== What is being asked ==
Lines below starting with the line with "of those cases." and going on through the line with "clock in nanoseconds" must be output exactly; the rest of the records must be left out.

(Records excerpted from a collection)
+--

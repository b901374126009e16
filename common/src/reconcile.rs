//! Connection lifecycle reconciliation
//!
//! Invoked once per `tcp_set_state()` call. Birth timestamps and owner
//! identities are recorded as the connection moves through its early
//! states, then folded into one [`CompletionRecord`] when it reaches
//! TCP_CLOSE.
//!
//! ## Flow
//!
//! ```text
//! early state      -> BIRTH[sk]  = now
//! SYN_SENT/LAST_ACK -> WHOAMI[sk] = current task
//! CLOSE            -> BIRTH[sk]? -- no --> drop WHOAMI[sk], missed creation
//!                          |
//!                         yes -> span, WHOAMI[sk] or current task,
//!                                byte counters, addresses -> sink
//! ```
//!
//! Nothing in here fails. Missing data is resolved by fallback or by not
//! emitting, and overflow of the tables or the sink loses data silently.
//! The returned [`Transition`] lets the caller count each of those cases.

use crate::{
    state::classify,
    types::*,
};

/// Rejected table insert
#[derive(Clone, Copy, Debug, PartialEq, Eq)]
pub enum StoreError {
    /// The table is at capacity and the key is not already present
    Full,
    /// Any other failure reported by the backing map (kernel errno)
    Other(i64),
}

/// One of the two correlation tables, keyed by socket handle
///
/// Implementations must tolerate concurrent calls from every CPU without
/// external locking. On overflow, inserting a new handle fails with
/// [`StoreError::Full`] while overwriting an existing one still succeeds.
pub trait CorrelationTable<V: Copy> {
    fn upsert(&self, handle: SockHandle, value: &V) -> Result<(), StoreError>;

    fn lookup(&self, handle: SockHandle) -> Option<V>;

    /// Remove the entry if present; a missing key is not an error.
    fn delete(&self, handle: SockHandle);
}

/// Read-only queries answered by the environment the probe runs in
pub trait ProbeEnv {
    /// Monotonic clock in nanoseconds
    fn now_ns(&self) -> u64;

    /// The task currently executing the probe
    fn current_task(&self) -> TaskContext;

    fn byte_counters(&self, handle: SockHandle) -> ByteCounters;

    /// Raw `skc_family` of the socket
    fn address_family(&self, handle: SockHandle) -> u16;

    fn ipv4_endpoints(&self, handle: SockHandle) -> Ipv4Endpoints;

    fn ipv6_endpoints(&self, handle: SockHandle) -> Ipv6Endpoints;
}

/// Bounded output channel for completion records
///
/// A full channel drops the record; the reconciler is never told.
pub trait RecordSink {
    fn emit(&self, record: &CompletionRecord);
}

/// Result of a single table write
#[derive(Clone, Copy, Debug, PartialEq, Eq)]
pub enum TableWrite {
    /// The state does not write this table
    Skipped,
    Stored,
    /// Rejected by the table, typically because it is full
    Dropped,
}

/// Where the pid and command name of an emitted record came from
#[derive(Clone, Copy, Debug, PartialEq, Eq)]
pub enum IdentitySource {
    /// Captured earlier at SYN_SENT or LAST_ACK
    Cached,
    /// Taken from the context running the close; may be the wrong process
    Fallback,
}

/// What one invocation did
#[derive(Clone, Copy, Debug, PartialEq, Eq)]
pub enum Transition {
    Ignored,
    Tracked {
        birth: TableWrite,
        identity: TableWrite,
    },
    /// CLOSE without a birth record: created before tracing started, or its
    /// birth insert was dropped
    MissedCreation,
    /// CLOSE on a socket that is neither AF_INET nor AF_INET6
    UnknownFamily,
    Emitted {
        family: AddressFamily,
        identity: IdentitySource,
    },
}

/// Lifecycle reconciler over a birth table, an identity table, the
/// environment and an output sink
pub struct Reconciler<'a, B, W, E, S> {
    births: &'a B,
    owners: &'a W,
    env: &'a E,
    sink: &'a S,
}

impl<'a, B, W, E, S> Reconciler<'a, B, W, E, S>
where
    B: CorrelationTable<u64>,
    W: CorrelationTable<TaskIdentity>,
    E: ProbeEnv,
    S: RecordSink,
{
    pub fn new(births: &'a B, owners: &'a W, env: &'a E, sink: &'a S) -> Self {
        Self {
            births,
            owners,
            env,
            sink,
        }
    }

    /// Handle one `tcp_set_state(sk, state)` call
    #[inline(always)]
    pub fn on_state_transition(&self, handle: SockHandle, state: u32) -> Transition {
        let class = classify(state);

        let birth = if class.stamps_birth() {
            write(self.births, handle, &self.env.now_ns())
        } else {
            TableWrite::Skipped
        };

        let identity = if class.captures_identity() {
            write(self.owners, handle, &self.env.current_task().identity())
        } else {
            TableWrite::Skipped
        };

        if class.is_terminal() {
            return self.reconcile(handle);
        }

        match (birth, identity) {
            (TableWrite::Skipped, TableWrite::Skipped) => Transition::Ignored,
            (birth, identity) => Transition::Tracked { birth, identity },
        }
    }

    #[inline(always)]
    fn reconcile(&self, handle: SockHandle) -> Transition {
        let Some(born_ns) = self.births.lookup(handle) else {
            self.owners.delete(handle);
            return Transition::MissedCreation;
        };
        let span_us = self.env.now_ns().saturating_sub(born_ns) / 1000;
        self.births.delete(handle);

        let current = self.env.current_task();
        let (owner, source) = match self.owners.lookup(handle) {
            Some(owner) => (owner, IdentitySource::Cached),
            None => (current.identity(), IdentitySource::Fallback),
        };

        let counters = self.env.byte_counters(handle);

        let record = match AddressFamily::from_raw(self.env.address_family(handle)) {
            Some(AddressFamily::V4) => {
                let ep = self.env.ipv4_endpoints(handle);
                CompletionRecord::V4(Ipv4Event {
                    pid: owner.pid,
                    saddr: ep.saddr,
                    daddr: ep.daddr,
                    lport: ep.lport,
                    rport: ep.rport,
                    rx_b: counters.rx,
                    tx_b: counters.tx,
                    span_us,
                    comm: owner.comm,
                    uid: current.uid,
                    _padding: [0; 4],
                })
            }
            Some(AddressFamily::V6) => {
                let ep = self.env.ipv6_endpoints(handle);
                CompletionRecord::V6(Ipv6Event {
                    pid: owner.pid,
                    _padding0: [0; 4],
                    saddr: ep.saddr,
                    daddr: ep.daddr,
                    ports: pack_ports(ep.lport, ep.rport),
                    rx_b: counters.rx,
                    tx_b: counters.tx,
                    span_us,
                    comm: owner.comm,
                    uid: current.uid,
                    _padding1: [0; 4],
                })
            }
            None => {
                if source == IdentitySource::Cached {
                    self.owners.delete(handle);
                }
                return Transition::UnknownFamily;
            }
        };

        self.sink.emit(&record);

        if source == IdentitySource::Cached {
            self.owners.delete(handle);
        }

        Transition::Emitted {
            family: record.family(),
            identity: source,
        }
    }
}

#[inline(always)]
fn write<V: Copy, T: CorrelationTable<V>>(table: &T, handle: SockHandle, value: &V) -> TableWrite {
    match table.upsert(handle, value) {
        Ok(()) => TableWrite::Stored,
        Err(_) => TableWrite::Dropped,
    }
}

+--

== Result of this exercise ==
//! The returned [`Transition`] lets the caller count each of those cases.

use crate::{
    state::classify,
    types::*,
};

/// Rejected table insert
#[derive(Clone, Copy, Debug, PartialEq, Eq)]
pub enum StoreError {
    /// The table is at capacity and the key is not already present
    Full,
    /// Any other failure reported by the backing map (kernel errno)
    Other(i64),
}

/// One of the two correlation tables, keyed by socket handle
///
/// Implementations must tolerate concurrent calls from every CPU without
/// external locking. On overflow, inserting a new handle fails with
/// [`StoreError::Full`] while overwriting an existing one still succeeds.
pub trait CorrelationTable<V: Copy> {
    fn upsert(&self, handle: SockHandle, value: &V) -> Result<(), StoreError>;

    fn lookup(&self, handle: SockHandle) -> Option<V>;

    /// Remove the entry if present; a missing key is not an error.
    fn delete(&self, handle: SockHandle);
}

/// Read-only queries answered by the environment the probe runs in
pub trait ProbeEnv {
    /// Monotonic clock in nanoseconds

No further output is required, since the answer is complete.